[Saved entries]

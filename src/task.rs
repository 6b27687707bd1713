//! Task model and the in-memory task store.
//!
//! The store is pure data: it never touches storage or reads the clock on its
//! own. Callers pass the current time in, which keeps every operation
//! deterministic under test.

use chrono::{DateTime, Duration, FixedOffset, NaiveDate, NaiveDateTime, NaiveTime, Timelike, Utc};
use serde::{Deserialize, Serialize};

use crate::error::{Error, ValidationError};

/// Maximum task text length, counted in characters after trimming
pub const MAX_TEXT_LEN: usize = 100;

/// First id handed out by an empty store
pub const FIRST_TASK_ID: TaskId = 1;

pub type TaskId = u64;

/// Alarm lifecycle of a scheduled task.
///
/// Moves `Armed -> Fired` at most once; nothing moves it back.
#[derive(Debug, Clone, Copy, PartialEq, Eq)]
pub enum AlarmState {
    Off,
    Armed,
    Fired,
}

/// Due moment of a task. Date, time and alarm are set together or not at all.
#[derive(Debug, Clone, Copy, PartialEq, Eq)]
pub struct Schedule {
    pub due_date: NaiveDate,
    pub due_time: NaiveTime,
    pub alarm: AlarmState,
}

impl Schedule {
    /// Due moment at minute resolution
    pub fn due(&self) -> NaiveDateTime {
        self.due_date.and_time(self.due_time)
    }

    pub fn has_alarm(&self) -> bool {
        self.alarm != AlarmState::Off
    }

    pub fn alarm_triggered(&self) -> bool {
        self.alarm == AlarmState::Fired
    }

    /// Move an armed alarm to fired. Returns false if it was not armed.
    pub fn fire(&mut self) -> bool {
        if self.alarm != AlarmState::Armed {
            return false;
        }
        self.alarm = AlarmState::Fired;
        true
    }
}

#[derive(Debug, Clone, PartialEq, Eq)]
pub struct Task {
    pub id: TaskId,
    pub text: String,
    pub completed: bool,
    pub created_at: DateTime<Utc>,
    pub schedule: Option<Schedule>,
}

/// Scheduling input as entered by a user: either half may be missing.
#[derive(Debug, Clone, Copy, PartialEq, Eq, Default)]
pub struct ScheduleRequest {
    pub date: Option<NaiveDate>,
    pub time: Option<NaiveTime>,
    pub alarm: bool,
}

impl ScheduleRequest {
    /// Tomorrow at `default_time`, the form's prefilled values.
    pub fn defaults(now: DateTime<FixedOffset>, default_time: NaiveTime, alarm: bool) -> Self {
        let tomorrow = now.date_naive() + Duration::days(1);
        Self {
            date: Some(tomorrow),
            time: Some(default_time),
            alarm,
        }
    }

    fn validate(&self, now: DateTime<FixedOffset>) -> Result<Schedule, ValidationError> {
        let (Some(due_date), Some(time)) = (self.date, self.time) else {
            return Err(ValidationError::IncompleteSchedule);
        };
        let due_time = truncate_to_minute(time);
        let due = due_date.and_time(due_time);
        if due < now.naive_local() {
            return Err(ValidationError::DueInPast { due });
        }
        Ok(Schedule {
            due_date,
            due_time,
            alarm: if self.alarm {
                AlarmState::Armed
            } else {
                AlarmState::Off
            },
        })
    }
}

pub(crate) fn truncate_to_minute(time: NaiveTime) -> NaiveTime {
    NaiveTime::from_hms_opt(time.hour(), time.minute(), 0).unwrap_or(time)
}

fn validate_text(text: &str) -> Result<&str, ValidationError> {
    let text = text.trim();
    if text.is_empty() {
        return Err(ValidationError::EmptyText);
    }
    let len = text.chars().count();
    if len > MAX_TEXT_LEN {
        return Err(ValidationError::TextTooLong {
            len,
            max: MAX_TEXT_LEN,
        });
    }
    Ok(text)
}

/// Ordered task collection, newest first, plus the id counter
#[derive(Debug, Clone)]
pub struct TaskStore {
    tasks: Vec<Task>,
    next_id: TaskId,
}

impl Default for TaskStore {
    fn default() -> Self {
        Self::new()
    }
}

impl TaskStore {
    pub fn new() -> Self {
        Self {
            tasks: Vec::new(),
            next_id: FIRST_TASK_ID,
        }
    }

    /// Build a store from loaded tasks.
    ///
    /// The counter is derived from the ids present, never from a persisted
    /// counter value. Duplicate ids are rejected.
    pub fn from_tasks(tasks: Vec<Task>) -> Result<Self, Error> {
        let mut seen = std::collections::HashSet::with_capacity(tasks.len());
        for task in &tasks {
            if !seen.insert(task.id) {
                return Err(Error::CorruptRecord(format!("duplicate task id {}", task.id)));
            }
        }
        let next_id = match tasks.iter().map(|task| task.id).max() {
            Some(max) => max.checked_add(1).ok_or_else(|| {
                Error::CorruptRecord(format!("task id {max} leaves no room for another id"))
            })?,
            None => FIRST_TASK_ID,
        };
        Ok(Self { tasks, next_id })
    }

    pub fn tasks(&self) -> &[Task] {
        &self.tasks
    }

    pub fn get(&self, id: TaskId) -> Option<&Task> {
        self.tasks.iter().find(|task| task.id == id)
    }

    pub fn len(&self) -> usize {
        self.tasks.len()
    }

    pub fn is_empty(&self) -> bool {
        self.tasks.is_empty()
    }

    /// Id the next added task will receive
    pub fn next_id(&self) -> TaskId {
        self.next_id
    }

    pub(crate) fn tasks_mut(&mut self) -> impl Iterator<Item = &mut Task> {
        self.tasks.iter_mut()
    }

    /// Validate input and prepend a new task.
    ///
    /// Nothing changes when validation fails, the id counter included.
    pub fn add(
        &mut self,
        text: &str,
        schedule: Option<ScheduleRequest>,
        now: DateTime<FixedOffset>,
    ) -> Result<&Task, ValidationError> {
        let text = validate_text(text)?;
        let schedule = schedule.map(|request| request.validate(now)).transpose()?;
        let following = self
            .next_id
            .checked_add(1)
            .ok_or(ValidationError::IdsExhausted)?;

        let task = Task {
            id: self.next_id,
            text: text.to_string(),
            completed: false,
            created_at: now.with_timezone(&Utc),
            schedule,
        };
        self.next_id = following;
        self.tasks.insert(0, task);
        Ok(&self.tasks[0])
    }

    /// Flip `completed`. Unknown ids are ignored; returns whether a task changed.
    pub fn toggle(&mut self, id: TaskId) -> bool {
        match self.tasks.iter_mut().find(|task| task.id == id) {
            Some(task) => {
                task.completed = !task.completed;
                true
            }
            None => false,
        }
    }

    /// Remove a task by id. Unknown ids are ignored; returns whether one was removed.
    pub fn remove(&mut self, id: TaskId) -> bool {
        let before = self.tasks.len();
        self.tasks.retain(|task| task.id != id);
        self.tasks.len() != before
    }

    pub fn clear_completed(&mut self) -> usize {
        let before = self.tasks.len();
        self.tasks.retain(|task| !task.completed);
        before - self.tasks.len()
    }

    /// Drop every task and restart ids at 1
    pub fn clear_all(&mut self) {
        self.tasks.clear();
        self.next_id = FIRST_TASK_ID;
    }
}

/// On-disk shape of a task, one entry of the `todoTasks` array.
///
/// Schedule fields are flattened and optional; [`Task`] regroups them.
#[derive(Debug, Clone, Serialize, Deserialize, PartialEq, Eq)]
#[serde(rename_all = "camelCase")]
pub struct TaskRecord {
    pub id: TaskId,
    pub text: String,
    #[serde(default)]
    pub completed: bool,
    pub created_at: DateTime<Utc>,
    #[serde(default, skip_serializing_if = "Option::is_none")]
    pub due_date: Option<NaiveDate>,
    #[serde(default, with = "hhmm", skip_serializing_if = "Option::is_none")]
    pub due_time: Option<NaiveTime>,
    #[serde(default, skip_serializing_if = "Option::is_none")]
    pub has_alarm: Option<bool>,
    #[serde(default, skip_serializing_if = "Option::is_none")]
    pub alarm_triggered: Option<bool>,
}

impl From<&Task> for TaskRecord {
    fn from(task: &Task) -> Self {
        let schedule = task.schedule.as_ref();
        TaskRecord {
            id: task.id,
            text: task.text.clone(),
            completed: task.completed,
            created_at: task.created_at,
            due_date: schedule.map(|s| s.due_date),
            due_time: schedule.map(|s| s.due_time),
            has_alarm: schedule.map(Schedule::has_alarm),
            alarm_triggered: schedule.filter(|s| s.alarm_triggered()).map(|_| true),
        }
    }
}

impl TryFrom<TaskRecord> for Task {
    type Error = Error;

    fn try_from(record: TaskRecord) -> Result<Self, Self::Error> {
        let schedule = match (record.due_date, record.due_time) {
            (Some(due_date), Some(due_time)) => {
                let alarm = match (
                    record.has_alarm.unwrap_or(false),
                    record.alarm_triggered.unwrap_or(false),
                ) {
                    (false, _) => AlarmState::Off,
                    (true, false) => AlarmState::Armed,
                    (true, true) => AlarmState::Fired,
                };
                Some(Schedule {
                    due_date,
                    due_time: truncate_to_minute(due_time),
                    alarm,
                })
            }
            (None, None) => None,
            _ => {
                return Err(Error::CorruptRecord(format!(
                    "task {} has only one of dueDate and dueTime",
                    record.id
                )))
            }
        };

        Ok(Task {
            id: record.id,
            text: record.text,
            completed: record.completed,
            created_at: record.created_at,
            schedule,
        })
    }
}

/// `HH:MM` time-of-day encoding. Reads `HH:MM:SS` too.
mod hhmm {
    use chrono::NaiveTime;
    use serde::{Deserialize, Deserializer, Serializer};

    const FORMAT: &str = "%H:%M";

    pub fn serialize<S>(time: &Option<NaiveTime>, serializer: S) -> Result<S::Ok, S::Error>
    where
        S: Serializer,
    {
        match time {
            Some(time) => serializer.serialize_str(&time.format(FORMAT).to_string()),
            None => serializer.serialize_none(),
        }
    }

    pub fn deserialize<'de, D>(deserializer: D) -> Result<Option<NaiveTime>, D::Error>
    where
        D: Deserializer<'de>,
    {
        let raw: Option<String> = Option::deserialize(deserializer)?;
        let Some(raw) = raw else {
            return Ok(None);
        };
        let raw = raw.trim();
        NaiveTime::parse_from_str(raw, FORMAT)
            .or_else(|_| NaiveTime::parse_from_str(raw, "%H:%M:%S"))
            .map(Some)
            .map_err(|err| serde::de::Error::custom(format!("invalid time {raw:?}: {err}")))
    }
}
==
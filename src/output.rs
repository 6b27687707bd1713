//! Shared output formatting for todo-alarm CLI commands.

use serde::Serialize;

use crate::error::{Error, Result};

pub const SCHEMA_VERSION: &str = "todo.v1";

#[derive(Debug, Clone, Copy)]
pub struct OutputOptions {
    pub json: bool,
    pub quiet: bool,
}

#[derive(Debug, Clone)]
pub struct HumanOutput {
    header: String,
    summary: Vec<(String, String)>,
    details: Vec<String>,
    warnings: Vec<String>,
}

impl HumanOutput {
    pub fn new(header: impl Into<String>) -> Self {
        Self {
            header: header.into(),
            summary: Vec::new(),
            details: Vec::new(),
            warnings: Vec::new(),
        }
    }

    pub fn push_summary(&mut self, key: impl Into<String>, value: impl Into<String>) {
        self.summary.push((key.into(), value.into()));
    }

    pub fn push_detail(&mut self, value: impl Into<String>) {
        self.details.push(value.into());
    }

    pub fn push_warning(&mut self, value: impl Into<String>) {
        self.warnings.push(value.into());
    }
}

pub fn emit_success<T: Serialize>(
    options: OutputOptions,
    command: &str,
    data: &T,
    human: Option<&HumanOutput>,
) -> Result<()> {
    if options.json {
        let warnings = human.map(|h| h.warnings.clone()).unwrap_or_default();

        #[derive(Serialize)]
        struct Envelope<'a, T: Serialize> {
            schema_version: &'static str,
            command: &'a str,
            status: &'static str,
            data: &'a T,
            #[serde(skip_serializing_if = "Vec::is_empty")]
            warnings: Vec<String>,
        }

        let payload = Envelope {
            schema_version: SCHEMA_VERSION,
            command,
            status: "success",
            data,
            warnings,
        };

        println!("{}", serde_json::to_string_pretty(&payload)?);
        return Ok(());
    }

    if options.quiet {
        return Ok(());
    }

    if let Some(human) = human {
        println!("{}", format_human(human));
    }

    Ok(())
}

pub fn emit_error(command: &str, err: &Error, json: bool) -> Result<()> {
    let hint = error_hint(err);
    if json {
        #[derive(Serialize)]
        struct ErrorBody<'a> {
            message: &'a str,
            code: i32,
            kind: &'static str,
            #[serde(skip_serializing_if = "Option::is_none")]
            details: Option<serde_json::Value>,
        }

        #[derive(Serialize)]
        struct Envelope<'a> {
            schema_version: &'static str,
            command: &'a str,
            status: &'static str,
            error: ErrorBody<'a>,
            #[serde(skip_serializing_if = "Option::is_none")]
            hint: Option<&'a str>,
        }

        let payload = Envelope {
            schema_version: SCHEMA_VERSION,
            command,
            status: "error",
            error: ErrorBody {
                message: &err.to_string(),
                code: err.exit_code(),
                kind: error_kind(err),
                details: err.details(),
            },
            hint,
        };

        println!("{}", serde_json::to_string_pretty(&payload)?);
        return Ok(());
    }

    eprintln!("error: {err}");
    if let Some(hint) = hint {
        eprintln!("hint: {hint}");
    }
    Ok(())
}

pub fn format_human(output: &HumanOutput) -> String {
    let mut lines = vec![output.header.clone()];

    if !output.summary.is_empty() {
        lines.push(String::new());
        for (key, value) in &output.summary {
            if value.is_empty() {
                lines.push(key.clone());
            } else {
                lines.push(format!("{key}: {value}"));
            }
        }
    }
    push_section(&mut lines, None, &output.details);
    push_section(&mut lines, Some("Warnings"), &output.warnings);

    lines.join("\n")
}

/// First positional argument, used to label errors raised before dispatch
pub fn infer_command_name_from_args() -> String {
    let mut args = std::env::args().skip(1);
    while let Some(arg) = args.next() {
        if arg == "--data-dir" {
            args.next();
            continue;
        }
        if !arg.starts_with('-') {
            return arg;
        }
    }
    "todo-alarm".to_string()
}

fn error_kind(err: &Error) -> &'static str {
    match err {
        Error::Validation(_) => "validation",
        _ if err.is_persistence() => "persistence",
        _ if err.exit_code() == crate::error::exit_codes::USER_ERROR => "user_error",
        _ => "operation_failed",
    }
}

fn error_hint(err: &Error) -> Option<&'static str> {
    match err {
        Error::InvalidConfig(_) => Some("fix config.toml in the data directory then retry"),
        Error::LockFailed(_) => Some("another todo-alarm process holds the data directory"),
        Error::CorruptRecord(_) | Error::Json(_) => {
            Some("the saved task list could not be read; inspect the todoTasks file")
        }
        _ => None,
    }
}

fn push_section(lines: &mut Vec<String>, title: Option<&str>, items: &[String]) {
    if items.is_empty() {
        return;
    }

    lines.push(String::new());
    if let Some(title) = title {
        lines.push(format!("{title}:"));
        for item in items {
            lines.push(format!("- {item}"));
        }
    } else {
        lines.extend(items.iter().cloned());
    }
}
--
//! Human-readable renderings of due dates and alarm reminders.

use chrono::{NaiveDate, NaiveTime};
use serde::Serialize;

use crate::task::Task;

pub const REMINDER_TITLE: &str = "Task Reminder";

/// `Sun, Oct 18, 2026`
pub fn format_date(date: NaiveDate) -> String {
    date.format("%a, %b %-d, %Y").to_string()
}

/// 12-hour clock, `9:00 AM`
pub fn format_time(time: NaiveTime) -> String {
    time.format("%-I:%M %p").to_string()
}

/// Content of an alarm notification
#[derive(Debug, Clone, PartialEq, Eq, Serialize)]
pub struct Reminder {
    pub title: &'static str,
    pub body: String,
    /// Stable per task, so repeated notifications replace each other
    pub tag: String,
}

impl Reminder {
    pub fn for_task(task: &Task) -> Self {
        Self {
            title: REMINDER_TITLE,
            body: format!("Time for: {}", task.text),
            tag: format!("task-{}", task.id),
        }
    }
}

Exercise description -> How many of the lines above contain "status"? Give the number by itself.

Answer for this exercise -> 4